Jamāl al-Dīn abū ʿAmr ʿUthmān ibn ʿUmar ibn Abī bakr al-Mālikī (died in 1249 in Alexandria), known as Ibn al-Ḥājib, was a Kurdish grammarian and jurist who earned a reputation as a prominent Maliki faqīh.[1]

Life

Ibn al-Hajib was born after 1174/5 in the village of Asna in northern Egypt to a father who worked as a chamberlain for Emir lzz al-Din Musak al-Salahi. Ibn al-Hajib studied Islamic studies in Cairo with success, especially with al-Shatibi and al-Ghazali. According to local documents from the 1210s, he taught in Cairo until about 1220/21 before moving to Damascus, where he taught at the Maliki zawiya in the Great Mosque. He was expelled from Damascus after a dispute with the Ayyubid ruler of Damascus As-Salih Ismail between 1240 and 1242. He moved back to Cairo and afterwards Alexandria and ultimately died in 1249.[1]

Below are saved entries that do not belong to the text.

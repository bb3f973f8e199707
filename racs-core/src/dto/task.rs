//! Task DTOs

use serde::{Deserialize, Serialize};

use crate::domain::task::Task;

/// Task summary, as listed and streamed to subscribers
#[derive(Debug, Clone, Serialize, Deserialize)]
pub struct TaskInfo {
    pub project: i64,
    pub id: i64,
    #[serde(rename = "type")]
    pub kind: String,
    pub state: String,
    pub time: String,
}

impl From<&Task> for TaskInfo {
    fn from(task: &Task) -> Self {
        Self {
            project: task.project,
            id: task.id,
            kind: task.kind.clone(),
            state: task.state.to_string(),
            time: task.time.clone(),
        }
    }
}
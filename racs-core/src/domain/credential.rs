//! Credential domain types

/// A named secret bound into project build environments
#[derive(Debug, Clone, PartialEq, Eq)]
pub struct Credential {
    pub id: i64,
    pub description: String,
    pub value: String,
}
//! Task executor
//!
//! Runs one resolved command to completion with combined stdout/stderr
//! captured into the task's log file. The log opens with the command
//! line rendered in bold so log viewers can separate invocation from
//! output.

use std::fs::File;
use std::io::Write as _;
use std::process::Stdio;

use anyhow::{Context, Result};
use tracing::debug;

use crate::engine::command::CommandSpec;
use crate::layout::Layout;

/// Executes `command` for task `task_id`, returning whether it exited
/// successfully. Failure to launch is an error distinct from a non-zero
/// exit.
pub async fn run_command(layout: &Layout, task_id: i64, command: &CommandSpec) -> Result<bool> {
    let task_dir = layout.task_dir(task_id);
    std::fs::create_dir_all(&task_dir)
        .with_context(|| format!("Failed to create task directory {}", task_dir.display()))?;

    let log_path = layout.task_log(task_id);
    let mut log = File::create(&log_path)
        .with_context(|| format!("Failed to create task log {}", log_path.display()))?;
    log.write_all(b"\x1b[1m")?;
    log.write_all(command.command_line().as_bytes())?;
    log.write_all(b"\x1b[0m\n")?;

    let stdout = log
        .try_clone()
        .context("Failed to clone task log handle")?;
    let status = tokio::process::Command::new(&command.program)
        .args(&command.args)
        .stdin(Stdio::null())
        .stdout(Stdio::from(stdout))
        .stderr(Stdio::from(log))
        .status()
        .await
        .with_context(|| format!("Failed to launch {}", command.program))?;

    debug!(
        "Task {} exited with {}",
        task_id,
        status.code().unwrap_or(-1)
    );
    Ok(status.success())
}

#[cfg(test)]
mod tests {
    use super::*;

    fn spec(program: &str, args: &[&str]) -> CommandSpec {
        CommandSpec {
            program: program.to_string(),
            args: args.iter().map(|a| a.to_string()).collect(),
        }
    }

    #[tokio::test]
    async fn test_output_is_captured_after_bold_header() {
        let dir = tempfile::tempdir().unwrap();
        let layout = Layout::new(dir.path());

        let ok = run_command(&layout, 1, &spec("sh", &["-c", "echo out; echo err >&2"]))
            .await
            .unwrap();
        assert!(ok);

        let log = std::fs::read_to_string(layout.task_log(1)).unwrap();
        assert!(log.starts_with("\x1b[1msh -c echo out; echo err >&2\x1b[0m\n"));
        assert!(log.contains("out\n"));
        assert!(log.contains("err\n"));
    }

    #[tokio::test]
    async fn test_nonzero_exit_is_failure() {
        let dir = tempfile::tempdir().unwrap();
        let layout = Layout::new(dir.path());

        let ok = run_command(&layout, 2, &spec("sh", &["-c", "exit 3"]))
            .await
            .unwrap();
        assert!(!ok);
    }

    #[tokio::test]
    async fn test_missing_program_is_an_error() {
        let dir = tempfile::tempdir().unwrap();
        let layout = Layout::new(dir.path());

        assert!(run_command(&layout, 3, &spec("/nonexistent/tool", &[]))
            .await
            .is_err());
    }
}
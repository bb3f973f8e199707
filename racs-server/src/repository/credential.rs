//! Credential Repository

use racs_core::domain::credential::Credential;
use racs_core::dto::credential::CreateCredential;
use sqlx::SqlitePool;

pub async fn create(pool: &SqlitePool, req: &CreateCredential) -> Result<i64, sqlx::Error> {
    let result = sqlx::query("INSERT INTO credentials(description, value) VALUES(?, ?)")
        .bind(&req.description)
        .bind(&req.value)
        .execute(pool)
        .await?;

    Ok(result.last_insert_rowid())
}

pub async fn update_value(pool: &SqlitePool, id: i64, value: &str) -> Result<bool, sqlx::Error> {
    let result = sqlx::query("UPDATE credentials SET value = ? WHERE id = ?")
        .bind(value)
        .bind(id)
        .execute(pool)
        .await?;

    Ok(result.rows_affected() > 0)
}

pub async fn load_all(pool: &SqlitePool) -> Result<Vec<Credential>, sqlx::Error> {
    let rows: Vec<(i64, String, String)> =
        sqlx::query_as("SELECT id, description, value FROM credentials ORDER BY id")
            .fetch_all(pool)
            .await?;

    Ok(rows
        .into_iter()
        .map(|(id, description, value)| Credential {
            id,
            description,
            value,
        })
        .collect())
}

#[cfg(test)]
mod tests {
    use super::*;
    use crate::db;

    #[tokio::test]
    async fn test_credential_round_trip() {
        let pool = db::create_pool("sqlite::memory:").await.unwrap();
        db::run_migrations(&pool).await.unwrap();

        let id = create(
            &pool,
            &CreateCredential {
                description: "deploy key".to_string(),
                value: "hunter2".to_string(),
            },
        )
        .await
        .unwrap();

        assert!(update_value(&pool, id, "hunter3").await.unwrap());
        let credentials = load_all(&pool).await.unwrap();
        assert_eq!(credentials[0].value, "hunter3");
        assert!(!update_value(&pool, id + 1, "nope").await.unwrap());
    }
}
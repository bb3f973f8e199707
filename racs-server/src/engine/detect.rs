//! Build recipe change detection
//!
//! Keyed on the content of the build recipe alone: after a successful
//! pull the recipe is hashed and compared byte-equal against the stored
//! hash. A missing recipe is treated as the empty hash so the pipeline
//! continues.

use sha2::{Digest, Sha256};
use std::path::Path;
use tracing::warn;

/// SHA-256 of the recipe file, or the empty hash when unreadable
pub async fn recipe_hash(path: &Path) -> Vec<u8> {
    match tokio::fs::read(path).await {
        Ok(bytes) => Sha256::digest(&bytes).to_vec(),
        Err(err) => {
            warn!("Failed to read build recipe {}: {}", path.display(), err);
            Vec::new()
        }
    }
}

#[cfg(test)]
mod tests {
    use super::*;

    #[tokio::test]
    async fn test_missing_recipe_is_empty_hash() {
        let dir = tempfile::tempdir().unwrap();
        assert!(recipe_hash(&dir.path().join("BuildSpec")).await.is_empty());
    }

    #[tokio::test]
    async fn test_hash_matches_content() {
        let dir = tempfile::tempdir().unwrap();
        let path = dir.path().join("BuildSpec");
        std::fs::write(&path, b"FROM alpine\nRUN make\n").unwrap();

        let first = recipe_hash(&path).await;
        assert_eq!(first.len(), 32);
        assert_eq!(first, recipe_hash(&path).await);

        std::fs::write(&path, b"FROM alpine\nRUN make test\n").unwrap();
        assert_ne!(first, recipe_hash(&path).await);
    }
}
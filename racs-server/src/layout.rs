//! On-disk layout
//!
//! Every project owns a directory tree with fixed sub-paths under the
//! data root: `projects/<id>/{context,workspace,workspace/source}` with
//! recipe files at the project root. Every task owns
//! `tasks/<id>/out.log`.

use std::io;
use std::path::{Component, Path, PathBuf};

#[derive(Debug, Clone)]
pub struct Layout {
    root: PathBuf,
}

impl Layout {
    pub fn new(data_dir: &Path) -> Self {
        Self {
            root: data_dir.to_path_buf(),
        }
    }

    /// Creates the top-level directories
    pub fn ensure(&self) -> io::Result<()> {
        std::fs::create_dir_all(self.projects_root())?;
        std::fs::create_dir_all(self.tasks_root())?;
        Ok(())
    }

    pub fn projects_root(&self) -> PathBuf {
        self.root.join("projects")
    }

    pub fn project_root(&self, id: i64) -> PathBuf {
        self.projects_root().join(id.to_string())
    }

    pub fn context_dir(&self, id: i64) -> PathBuf {
        self.project_root(id).join("context")
    }

    pub fn workspace_dir(&self, id: i64) -> PathBuf {
        self.project_root(id).join("workspace")
    }

    pub fn source_dir(&self, id: i64) -> PathBuf {
        self.workspace_dir(id).join("source")
    }

    pub fn recipe_path(&self, id: i64, name: &str) -> PathBuf {
        self.project_root(id).join(name)
    }

    pub fn environment_file(&self, id: i64) -> PathBuf {
        self.project_root(id).join("environment")
    }

    /// Creates a project's directory tree (the source checkout itself is
    /// created by the clone stage)
    pub fn ensure_project(&self, id: i64) -> io::Result<()> {
        std::fs::create_dir_all(self.context_dir(id))?;
        std::fs::create_dir_all(self.workspace_dir(id))?;
        Ok(())
    }

    pub fn tasks_root(&self) -> PathBuf {
        self.root.join("tasks")
    }

    pub fn task_dir(&self, task_id: i64) -> PathBuf {
        self.tasks_root().join(task_id.to_string())
    }

    pub fn task_log(&self, task_id: i64) -> PathBuf {
        self.task_dir(task_id).join("out.log")
    }

}

/// Normalizes a caller-supplied relative file name, rejecting anything
/// that would escape the project root.
pub fn clean_relative(name: &str) -> Option<String> {
    let path = Path::new(name);
    let mut parts = Vec::new();
    for component in path.components() {
        match component {
            Component::Normal(part) => parts.push(part.to_str()?),
            Component::CurDir => {}
            _ => return None,
        }
    }
    if parts.is_empty() {
        return None;
    }
    Some(parts.join("/"))
}

#[cfg(test)]
mod tests {
    use super::*;

    #[test]
    fn test_project_paths() {
        let layout = Layout::new(Path::new("/data"));
        assert_eq!(
            layout.source_dir(3),
            PathBuf::from("/data/projects/3/workspace/source")
        );
        assert_eq!(
            layout.recipe_path(3, "BuildSpec"),
            PathBuf::from("/data/projects/3/BuildSpec")
        );
        assert_eq!(layout.task_log(17), PathBuf::from("/data/tasks/17/out.log"));
    }

    #[test]
    fn test_clean_relative() {
        assert_eq!(clean_relative("BuildSpec"), Some("BuildSpec".to_string()));
        assert_eq!(
            clean_relative("./docker/Spec"),
            Some("docker/Spec".to_string())
        );
        assert_eq!(clean_relative("../etc/passwd"), None);
        assert_eq!(clean_relative("/etc/passwd"), None);
        assert_eq!(clean_relative(""), None);
        assert_eq!(clean_relative("."), None);
    }
}
use chrono::{DateTime, Utc};
use serde::{Deserialize, Serialize};

use crate::error::ApiError;

#[derive(Debug, Clone, PartialEq, Serialize, Deserialize)]
pub struct Artist {
    pub id: u32,
    pub name: String,
    pub genre: String,
    pub country: String,
    #[serde(default)]
    pub image_url: Option<String>,
    // Performance schedule
    #[serde(default)]
    pub schedule: Vec<String>,
    // Assigned stage
    #[serde(default)]
    pub stage: Option<String>,
}

#[derive(Debug, Clone, PartialEq, Serialize, Deserialize)]
pub struct Stage {
    pub id: u32,
    pub name: String,
    pub location: String,
    pub capacity: u32,
    #[serde(default)]
    pub performances: Vec<String>,
}

#[derive(Debug, Clone, PartialEq, Serialize, Deserialize)]
pub struct ScheduleEntry {
    pub id: u32,
    pub artist_id: u32,
    pub stage_id: u32,
    pub time_slot: String,
}

#[derive(Debug, Clone, PartialEq, Serialize, Deserialize)]
pub struct Ticket {
    pub id: u32,
    #[serde(rename = "type")]
    pub kind: String,
    pub price: f64,
    pub quantity_available: u32,
}

impl Ticket {
    pub fn validate(&self) -> Result<(), ApiError> {
        if !self.price.is_finite() || self.price < 0.0 {
            return Err(ApiError::Validation(
                "price must be a non-negative number".to_string(),
            ));
        }
        Ok(())
    }
}

#[derive(Debug, Clone, Copy, PartialEq, Eq, Serialize, Deserialize)]
pub enum Role {
    Admin,
    Artist,
    Attendee,
}

#[derive(Debug, Clone, PartialEq, Serialize, Deserialize)]
pub struct User {
    pub id: u32,
    pub name: String,
    pub role: Role,
}

pub const MIN_RATING: f64 = 1.0;
pub const MAX_RATING: f64 = 5.0;

#[derive(Debug, Clone, PartialEq, Serialize, Deserialize)]
pub struct Rating {
    pub artist_id: u32,
    pub user_id: u32,
    pub rating: f64,
    #[serde(default)]
    pub feedback: Option<String>,
}

impl Rating {
    pub fn validate(&self) -> Result<(), ApiError> {
        if !(MIN_RATING..=MAX_RATING).contains(&self.rating) {
            return Err(ApiError::Validation(format!(
                "rating must be between {MIN_RATING} and {MAX_RATING}"
            )));
        }
        Ok(())
    }
}

#[derive(Debug, Clone, PartialEq, Serialize, Deserialize)]
pub struct News {
    pub id: u32,
    pub title: String,
    pub content: String,
    pub timestamp: DateTime<Utc>,
}

#[cfg(test)]
mod tests {
    use super::*;

    #[test]
    fn artist_optional_fields_default() {
        let artist: Artist = serde_json::from_value(serde_json::json!({
            "id": 1,
            "name": "Daft Punk",
            "genre": "electronic",
            "country": "FR"
        }))
        .unwrap();

        assert!(artist.schedule.is_empty());
        assert_eq!(artist.stage, None);
        assert_eq!(artist.image_url, None);
    }

    #[test]
    fn ticket_type_field_is_renamed() {
        let ticket: Ticket = serde_json::from_value(serde_json::json!({
            "id": 1, "type": "VIP", "price": 199.0, "quantity_available": 50
        }))
        .unwrap();
        assert_eq!(ticket.kind, "VIP");
        assert!(ticket.validate().is_ok());

        let json = serde_json::to_value(&ticket).unwrap();
        assert_eq!(json["type"], "VIP");
    }

    #[test]
    fn negative_ticket_price_is_invalid() {
        let ticket = Ticket {
            id: 1,
            kind: "GA".into(),
            price: -1.0,
            quantity_available: 10,
        };
        assert!(matches!(ticket.validate(), Err(ApiError::Validation(_))));
    }

    #[test]
    fn rating_bounds() {
        let mut rating = Rating {
            artist_id: 1,
            user_id: 2,
            rating: 5.0,
            feedback: None,
        };
        assert!(rating.validate().is_ok());

        rating.rating = 0.5;
        assert!(rating.validate().is_err());

        rating.rating = f64::NAN;
        assert!(rating.validate().is_err());
    }

    #[test]
    fn unknown_role_is_rejected() {
        let result = serde_json::from_value::<User>(serde_json::json!({
            "id": 1, "name": "x", "role": "Roadie"
        }));
        assert!(result.is_err());
    }
}
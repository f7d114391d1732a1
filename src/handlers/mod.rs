mod artists;
mod health;
mod metrics;
mod news;
mod ratings;
mod schedule;
mod stages;
mod tickets;
mod users;

pub use artists::{create_artist, list_artists, search_artists};
pub use health::health_handler;
pub use metrics::metrics_handler;
pub use news::{create_news, list_news};
pub use ratings::{create_rating, list_ratings};
pub use schedule::{create_schedule_entry, list_schedule};
pub use stages::{create_stage, list_stages};
pub use tickets::{create_ticket, list_tickets};
pub use users::{create_user, list_users};
use axum::{Json, extract::State};
use std::sync::Arc;

use crate::error::ApiError;
use crate::models::Ticket;
use crate::state::AppState;

pub async fn list_tickets(State(state): State<Arc<AppState>>) -> Json<Vec<Ticket>> {
    Json(state.store.tickets.all())
}

pub async fn create_ticket(
    State(state): State<Arc<AppState>>,
    Json(ticket): Json<Ticket>,
) -> Result<Json<Ticket>, ApiError> {
    ticket.validate()?;
    Ok(Json(state.store.tickets.push(ticket)))
}
use clap::Parser;
use std::time::Duration;

use crate::error::ConfigError;
use crate::rate_limit::RateLimitConfig;

// CLI argument structure; every flag can also come from the environment
#[derive(Parser, Debug, Clone)]
#[command(name = "festival-api")]
#[command(about = "Music festival management API")]
pub struct Args {
    // Address to bind
    #[arg(long, env = "FESTIVAL_HOST", default_value = "0.0.0.0")]
    pub host: String,

    // Port to run the server on
    #[arg(short, long, env = "FESTIVAL_PORT", default_value_t = 8000)]
    pub port: u16,

    // Shared secret expected in the X-API-Key header
    #[arg(long, env = "FESTIVAL_API_KEY", default_value = "festival_secure_key", hide_env_values = true)]
    pub api_key: String,

    // Rate limit max requests per window
    #[arg(long, env = "FESTIVAL_RATE_LIMIT", default_value_t = 5)]
    pub rate_limit: usize,

    // Rate limit window in seconds
    #[arg(long, env = "FESTIVAL_RATE_WINDOW", default_value_t = 60)]
    pub rate_window: u64,

    // Seconds an empty caller window is kept before eviction
    #[arg(long, env = "FESTIVAL_IDLE_GRACE", default_value_t = 60)]
    pub idle_grace: u64,

    // Seconds between eviction sweeps
    #[arg(long, env = "FESTIVAL_SWEEP_INTERVAL", default_value_t = 30,
          value_parser = clap::value_parser!(u64).range(1..))]
    pub sweep_interval: u64,
}

impl Args {
    pub fn rate_limit_config(&self) -> Result<RateLimitConfig, ConfigError> {
        RateLimitConfig::new(
            self.rate_limit,
            Duration::from_secs(self.rate_window),
            Duration::from_secs(self.idle_grace),
        )
    }

    pub fn sweep_interval(&self) -> Duration {
        Duration::from_secs(self.sweep_interval)
    }

    pub fn bind_addr(&self) -> String {
        format!("{}:{}", self.host, self.port)
    }
}
use axum::{
    Router, middleware,
    routing::get,
};
use std::sync::Arc;

use crate::handlers::{
    create_artist, create_news, create_rating, create_schedule_entry, create_stage, create_ticket,
    create_user, health_handler, list_artists, list_news, list_ratings, list_schedule, list_stages,
    list_tickets, list_users, metrics_handler, search_artists,
};
use crate::middleware::{rate_limit, require_api_key};
use crate::state::AppState;

/// Build the full router.
///
/// Entity routes pass the rate limiter first, then the API key gate.
/// `/health` and `/metrics` sit outside both.
pub fn build_router(state: Arc<AppState>) -> Router {
    let api = Router::new()
        .route("/artists", get(list_artists).post(create_artist))
        .route("/artists/search", get(search_artists))
        .route("/stages", get(list_stages).post(create_stage))
        .route("/schedule", get(list_schedule).post(create_schedule_entry))
        .route("/tickets", get(list_tickets).post(create_ticket))
        .route("/users", get(list_users).post(create_user))
        .route("/ratings", get(list_ratings).post(create_rating))
        .route("/news", get(list_news).post(create_news))
        .layer(middleware::from_fn_with_state(state.clone(), require_api_key))
        .layer(middleware::from_fn_with_state(state.clone(), rate_limit));

    Router::new()
        .route("/health", get(health_handler))
        .route("/metrics", get(metrics_handler))
        .merge(api)
        .with_state(state)
}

Students of Ibn al-Hajib include Ibn al-Munayyir who was a teacher of Abu Hayyan al-Gharnati.[1]

Work

As a jurist, he was the first to merge the doctrines of Egyptian Maliki with those of the Maghreb and as a grammarian mastered the genre of resume and commentary to such a degree that his work was used by a long list of commentators. His works include al-S̲h̲āfiya, al-Kāfiya, al-Amālī, al-Ḳaṣīda al-muwas̲h̲s̲h̲aḥa bi ’l-asmāʾ al-muʾannat̲h̲a, Risāla fi ’l-ʿus̲h̲r, S̲h̲arḥ, al-Muḳaddima al-Ḏj̲uzūliyya, K. al-Maḳṣad al-d̲j̲alīl fī ʿilm al-k̲h̲alīl, ʿAḳīda, Iʿrāb baʿḍ āyāt min al-Ḳurʾān al-ʿaẓīm, Muntahā ’l-suʾāl wa ’l-amal fī ʿilmay al-uṣūl wa ’l-d̲j̲adal and al-Muk̲h̲taṣar fi ’l-furūʿ or D̲j̲āmiʿ al-Ummahāt.[1]

Sources

  1. Fleisch, H. (1960–2005). "Ibn al- Ḥād̲j̲ib". Encyclopaedia of Islam (12 vols.) (2nd ed.). Leiden: E. J. Brill. doi:10.1163/1573-3912_islam_COM_0324.